Stored items:
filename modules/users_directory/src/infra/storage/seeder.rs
use tracing::info;

use crate::contract::model::NewUser;
use crate::domain::repo::UsersRepository;

const SAMPLE_USERS: [(&str, &str, &str, &str, &str); 12] = [
    ("John Doe", "john.doe@example.com", "Tech Innovations Inc.", "123 Main Street", "San Francisco"),
    ("Jane Smith", "jane.smith@example.com", "Digital Solutions Ltd.", "456 Oak Avenue", "New York"),
    ("Michael Johnson", "michael.j@example.com", "Creative Designs Co.", "789 Pine Road", "Los Angeles"),
    ("Emily Davis", "emily.davis@example.com", "Global Enterprises", "321 Elm Street", "Chicago"),
    ("Robert Brown", "robert.brown@example.com", "Innovation Labs", "654 Maple Drive", "Boston"),
    ("Sarah Wilson", "sarah.w@example.com", "Future Systems Inc.", "987 Cedar Lane", "Seattle"),
    ("David Martinez", "david.martinez@example.com", "Smart Tech Solutions", "147 Birch Boulevard", "Austin"),
    ("Lisa Anderson", "lisa.anderson@example.com", "Cloud Dynamics", "258 Spruce Way", "Denver"),
    ("James Taylor", "james.taylor@example.com", "Data Systems Corp.", "369 Willow Court", "Miami"),
    ("Jennifer Lee", "jennifer.lee@example.com", "Modern Solutions LLC", "741 Ash Street", "Portland"),
    ("Christopher White", "chris.white@example.com", "NextGen Technologies", "852 Poplar Avenue", "Phoenix"),
    ("Amanda Harris", "amanda.harris@example.com", "Innovative Ventures", "963 Cherry Drive", "San Diego"),
];

/// The built-in sample directory, in insertion order.
pub fn sample_users() -> Vec<NewUser> {
    SAMPLE_USERS
        .iter()
        .map(|&(name, email, company, address, city)| NewUser {
            name: name.to_owned(),
            email: email.to_owned(),
            company: company.to_owned(),
            address: address.to_owned(),
            city: city.to_owned(),
        })
        .collect()
}

/// Insert the sample users when the store is empty.
/// Returns how many users were inserted.
pub async fn seed_if_empty(repo: &dyn UsersRepository) -> anyhow::Result<usize> {
    let existing = repo.count().await?;
    if existing > 0 {
        info!(existing, "Users table already populated, skipping seed");
        return Ok(0);
    }

    let users = sample_users();
    let total = users.len();
    for user in users {
        repo.insert(user).await?;
    }
    info!(inserted = total, "Seeded sample users");
    Ok(total)
}
use std::net::SocketAddr;
use std::path::{Path, PathBuf};
use std::time::Duration;

use anyhow::{Context, Result};
use api_ingress::{ApiIngress, ApiIngressConfig};
use clap::{Parser, Subcommand};
use mimalloc::MiMalloc;
use runtime::{AppConfig, CliArgs};
use users_directory::api::rest::error::ErrorExposure;
use users_directory::config::UsersDirectoryConfig;
use users_directory::UsersDirectory;

mod db;

#[global_allocator]
static GLOBAL: MiMalloc = MiMalloc;

/// User Directory Server - list, search and delete users over HTTP
#[derive(Parser)]
#[command(name = "user-directory-server")]
#[command(about = "User Directory Server - list, search and delete users over HTTP")]
#[command(version = "0.1.0")]
struct Cli {
    /// Path to configuration file
    #[arg(short, long)]
    config: Option<PathBuf>,

    /// Port for HTTP server (overrides config)
    #[arg(short, long)]
    port: Option<u16>,

    /// Print current configuration and exit
    #[arg(long)]
    print_config: bool,

    /// Log verbosity level (-v debug, -vv trace)
    #[arg(short, long, action = clap::ArgAction::Count)]
    verbose: u8,

    /// Run against a throwaway in-memory database
    #[arg(long)]
    mock: bool,

    #[command(subcommand)]
    command: Option<Commands>,
}

#[derive(Subcommand)]
enum Commands {
    /// Start the server
    Run,
    /// Check configuration
    Check,
}

#[tokio::main]
async fn main() -> Result<()> {
    let cli = Cli::parse();

    let args = CliArgs {
        config: cli.config.as_ref().map(|p| p.to_string_lossy().to_string()),
        port: cli.port,
        print_config: cli.print_config,
        verbose: cli.verbose,
        mock: cli.mock,
    };

    // Load configuration (normalized home_dir is applied inside)
    let mut config = AppConfig::load_or_default(cli.config.as_deref())?;
    config.apply_cli_overrides(&args);

    let logging_config = config.logging.clone().unwrap_or_default();
    runtime::logging::init_logging_from_config(&logging_config, Path::new(&config.server.home_dir));
    tracing::info!("User Directory Server starting");

    if cli.print_config {
        println!("{}", config.to_yaml()?);
        return Ok(());
    }

    match cli.command.unwrap_or(Commands::Run) {
        Commands::Run => run_server(config).await,
        Commands::Check => check_config(&config),
    }
}

fn ingress_for(config: &AppConfig) -> Result<ApiIngress> {
    let ingress_cfg: ApiIngressConfig = config.module_config("api_ingress")?;
    let timeout = Duration::from_secs(config.server.timeout_sec);
    Ok(ApiIngress::new(ingress_cfg)
        .with_request_timeout(Some(timeout))
        .with_internal_errors_exposed(config.server.environment.is_development()))
}

async fn run_server(config: AppConfig) -> Result<()> {
    tracing::info!("Initializing modules...");

    let addr: SocketAddr = format!("{}:{}", config.server.host, config.server.port)
        .parse()
        .with_context(|| {
            format!(
                "Invalid bind address '{}:{}'",
                config.server.host, config.server.port
            )
        })?;

    let users_cfg: UsersDirectoryConfig = config.module_config("users_directory")?;
    let ingress = ingress_for(&config)?;

    let db_config = config
        .database
        .clone()
        .context("No database configuration found")?;
    let base_dir = PathBuf::from(&config.server.home_dir);
    let conn = db::connect(&db_config, &base_dir).await?;

    let users = UsersDirectory::new(conn, users_cfg);
    users.migrate().await?;
    users.bootstrap().await;

    let exposure = if config.server.environment.is_development() {
        ErrorExposure::development()
    } else {
        ErrorExposure::production()
    };
    let routes = users.register_rest(axum::Router::new(), exposure);
    let router = ingress.build_router(routes, vec![UsersDirectory::openapi()])?;

    ApiIngress::bind_and_serve(router, addr, async {
        if let Err(e) = runtime::shutdown::wait_for_shutdown().await {
            tracing::warn!(error = %e, "shutdown: signal waiter failed; falling back to ctrl_c()");
            let _ = tokio::signal::ctrl_c().await;
        }
    })
    .await
}

fn check_config(config: &AppConfig) -> Result<()> {
    tracing::info!("Checking configuration...");

    // Module sections must deserialize into their typed configs.
    config.module_config::<UsersDirectoryConfig>("users_directory")?;
    ingress_for(config)?.build_router(axum::Router::new(), Vec::new())?;
    if let Some(db_config) = &config.database {
        db::ensure_sqlite(&db_config.url)?;
    }

    tracing::info!("Configuration is valid");
    println!("Configuration check passed");
    println!("Server config:");
    println!("{}", config.to_yaml()?);
    Ok(())
}
use anyhow::Result;

/// Resolve once the process is asked to stop (SIGTERM or Ctrl+C).
pub async fn wait_for_shutdown() -> Result<()> {
    #[cfg(unix)]
    {
        use tokio::signal::unix::{signal, SignalKind};
        let mut sigterm = signal(SignalKind::terminate())?;
        let mut sigint = signal(SignalKind::interrupt())?;
        tokio::select! {
            _ = sigterm.recv() => tracing::info!("shutdown: SIGTERM received"),
            _ = sigint.recv() => tracing::info!("shutdown: SIGINT received"),
        }
        Ok(())
    }

    #[cfg(not(unix))]
    {
        tokio::signal::ctrl_c().await?;
        tracing::info!("shutdown: Ctrl+C received");
        Ok(())
    }
}
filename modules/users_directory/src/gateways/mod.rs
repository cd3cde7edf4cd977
pub mod local;
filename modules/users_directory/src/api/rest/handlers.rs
use std::sync::Arc;

use axum::{
    extract::{rejection::PathRejection, Path, RawQuery},
    http::{Method, Uri},
    response::Json,
    Extension,
};
use tracing::{debug, info, instrument};

use crate::api::rest::dto::{DeleteUserResponse, ErrorBody, UserDto};
use crate::api::rest::error::{map_domain_error, ApiError, ErrorExposure, Operation};
use crate::domain::error::DomainError;
use crate::domain::service::Service;
use crate::domain::validation::{parse_search_params, parse_user_id, ValidationError};

fn to_dtos(users: Vec<crate::contract::model::User>) -> Json<Vec<UserDto>> {
    Json(users.into_iter().map(UserDto::from).collect())
}

/// List users, optionally filtered by `q`
#[utoipa::path(
    get,
    path = "/api/users",
    tag = "users",
    operation_id = "users_directory.list_users",
    params(("q" = Option<String>, Query, description = "Case-insensitive substring of name or email")),
    responses(
        (status = 200, description = "Users, newest first", body = [UserDto]),
        (status = 400, description = "Malformed query", body = ErrorBody),
        (status = 500, description = "Store failure", body = ErrorBody),
    )
)]
#[instrument(name = "users_directory.rest.list_users", skip_all)]
pub async fn list_users(
    Extension(svc): Extension<Arc<Service>>,
    Extension(exposure): Extension<ErrorExposure>,
    RawQuery(raw): RawQuery,
    method: Method,
    uri: Uri,
) -> Result<Json<Vec<UserDto>>, ApiError> {
    let result = match parse_search_params(raw.as_deref()) {
        Ok(params) => svc.list_users(&params).await,
        Err(e) => Err(DomainError::from(e)),
    };

    result
        .map(to_dtos)
        .map_err(|e| map_domain_error(&e, Operation::ListUsers, exposure, &method, &uri))
}

/// Search users by name or email; `q` is required
#[utoipa::path(
    get,
    path = "/api/users/search",
    tag = "users",
    operation_id = "users_directory.search_users",
    params(("q" = String, Query, description = "Case-insensitive substring of name or email")),
    responses(
        (status = 200, description = "Matching users, newest first", body = [UserDto]),
        (status = 400, description = "Missing or malformed query", body = ErrorBody),
        (status = 500, description = "Store failure", body = ErrorBody),
    )
)]
#[instrument(name = "users_directory.rest.search_users", skip_all)]
pub async fn search_users(
    Extension(svc): Extension<Arc<Service>>,
    Extension(exposure): Extension<ErrorExposure>,
    RawQuery(raw): RawQuery,
    method: Method,
    uri: Uri,
) -> Result<Json<Vec<UserDto>>, ApiError> {
    let result = match parse_search_params(raw.as_deref()) {
        Ok(params) => svc.search_users(&params).await,
        Err(e) => Err(DomainError::from(e)),
    };

    result
        .map(to_dtos)
        .map_err(|e| map_domain_error(&e, Operation::SearchUsers, exposure, &method, &uri))
}

/// Delete a user by numeric ID
#[utoipa::path(
    delete,
    path = "/api/users/{id}",
    tag = "users",
    operation_id = "users_directory.delete_user",
    params(("id" = String, Path, description = "Decimal user ID")),
    responses(
        (status = 200, description = "User deleted", body = DeleteUserResponse),
        (status = 400, description = "Invalid ID format", body = ErrorBody),
        (status = 404, description = "User not found", body = ErrorBody),
        (status = 500, description = "Store failure", body = ErrorBody),
    )
)]
pub async fn delete_user(
    Extension(svc): Extension<Arc<Service>>,
    Extension(exposure): Extension<ErrorExposure>,
    path: Result<Path<String>, PathRejection>,
    method: Method,
    uri: Uri,
) -> Result<Json<DeleteUserResponse>, ApiError> {
    // A segment that does not decode to UTF-8 is still a malformed id.
    let raw_id = match path {
        Ok(Path(raw_id)) => raw_id,
        Err(rejection) => {
            debug!(%rejection, "id segment rejected by the path extractor");
            let e = DomainError::from(ValidationError::invalid_id_format("ID must be a number"));
            return Err(map_domain_error(&e, Operation::DeleteUser, exposure, &method, &uri));
        }
    };
    delete_by_raw_id(&svc, exposure, &raw_id, &method, &uri).await
}

/// `DELETE /api/users/search`: the static search route shadows `{id}`, so the
/// literal segment is handed to the same validation as any other id.
pub async fn delete_search_segment(
    Extension(svc): Extension<Arc<Service>>,
    Extension(exposure): Extension<ErrorExposure>,
    method: Method,
    uri: Uri,
) -> Result<Json<DeleteUserResponse>, ApiError> {
    delete_by_raw_id(&svc, exposure, "search", &method, &uri).await
}

#[instrument(name = "users_directory.rest.delete_user", skip(svc, exposure, method, uri))]
async fn delete_by_raw_id(
    svc: &Service,
    exposure: ErrorExposure,
    raw_id: &str,
    method: &Method,
    uri: &Uri,
) -> Result<Json<DeleteUserResponse>, ApiError> {
    let result = match parse_user_id(raw_id) {
        Ok(id) => svc.delete_user(id).await,
        Err(e) => Err(DomainError::from(e)),
    };

    match result {
        Ok(user) => {
            info!(user_id = user.id, "User deleted via REST");
            Ok(Json(DeleteUserResponse::deleted(user)))
        }
        Err(e) => Err(map_domain_error(&e, Operation::DeleteUser, exposure, method, uri)),
    }
}
use serde::{Deserialize, Serialize};

/// API ingress configuration, read from `modules.api_ingress`.
#[derive(Debug, Clone, Deserialize, Serialize)]
#[serde(deny_unknown_fields)]
pub struct ApiIngressConfig {
    #[serde(default = "default_true")]
    pub cors_enabled: bool,
    /// `*` allows any origin; anything else is a single exact origin.
    #[serde(default = "default_cors_origin")]
    pub cors_origin: String,
    /// Serve the OpenAPI document at `/openapi.json`.
    #[serde(default = "default_true")]
    pub enable_docs: bool,
    #[serde(default = "default_body_limit_bytes")]
    pub body_limit_bytes: usize,
}

impl Default for ApiIngressConfig {
    fn default() -> Self {
        Self {
            cors_enabled: true,
            cors_origin: default_cors_origin(),
            enable_docs: true,
            body_limit_bytes: default_body_limit_bytes(),
        }
    }
}

fn default_true() -> bool {
    true
}

fn default_cors_origin() -> String {
    "*".to_string()
}

fn default_body_limit_bytes() -> usize {
    1024 * 1024
}
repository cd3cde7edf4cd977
use crate::contract::model::{NewUser, User, UserId};
use async_trait::async_trait;

/// Which users a read should return. Results are always newest first.
#[derive(Debug, Clone, PartialEq, Eq)]
pub enum UserQuery {
    All,
    /// Case-insensitive substring match on name OR email.
    NameOrEmailContains(String),
}

impl UserQuery {
    pub fn matching(term: impl Into<String>) -> Self {
        Self::NameOrEmailContains(term.into())
    }
}

/// Port for the domain layer: persistence operations the domain needs.
/// Object-safe and async-friendly via `async_trait`.
#[async_trait]
pub trait UsersRepository: Send + Sync {
    /// Users selected by `query`, ordered by created_at desc then id desc.
    async fn find_users(&self, query: &UserQuery) -> anyhow::Result<Vec<User>>;
    /// Load a user by id.
    async fn find_by_id(&self, id: UserId) -> anyhow::Result<Option<User>>;
    /// Delete by id. Returns true if a row was deleted.
    async fn delete(&self, id: UserId) -> anyhow::Result<bool>;
    /// Number of stored users.
    async fn count(&self) -> anyhow::Result<u64>;
    /// Insert a user; the store assigns id and created_at.
    async fn insert(&self, new_user: NewUser) -> anyhow::Result<User>;
}
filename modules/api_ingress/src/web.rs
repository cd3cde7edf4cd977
use axum::response::Json;
use serde::{Deserialize, Serialize};
use utoipa::ToSchema;

#[derive(Debug, Clone, Serialize, Deserialize, ToSchema)]
pub struct HealthResponse {
    pub status: String,
    pub message: String,
}

/// Liveness probe
#[utoipa::path(
    get,
    path = "/health",
    tag = "health",
    operation_id = "api_ingress.health",
    responses((status = 200, description = "Service is up", body = HealthResponse))
)]
pub async fn health_check() -> Json<HealthResponse> {
    Json(HealthResponse {
        status: "ok".to_string(),
        message: "User Management API is running".to_string(),
    })
}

WHAT THIS TASK INVOLVES: For each line above that includes the word "NewUser", make a copy of that line.

TASK RESPONSE:
use crate::contract::model::NewUser;
pub fn sample_users() -> Vec<NewUser> {
        .map(|&(name, email, company, address, city)| NewUser {
use crate::contract::model::{NewUser, User, UserId};
    async fn insert(&self, new_user: NewUser) -> anyhow::Result<User>;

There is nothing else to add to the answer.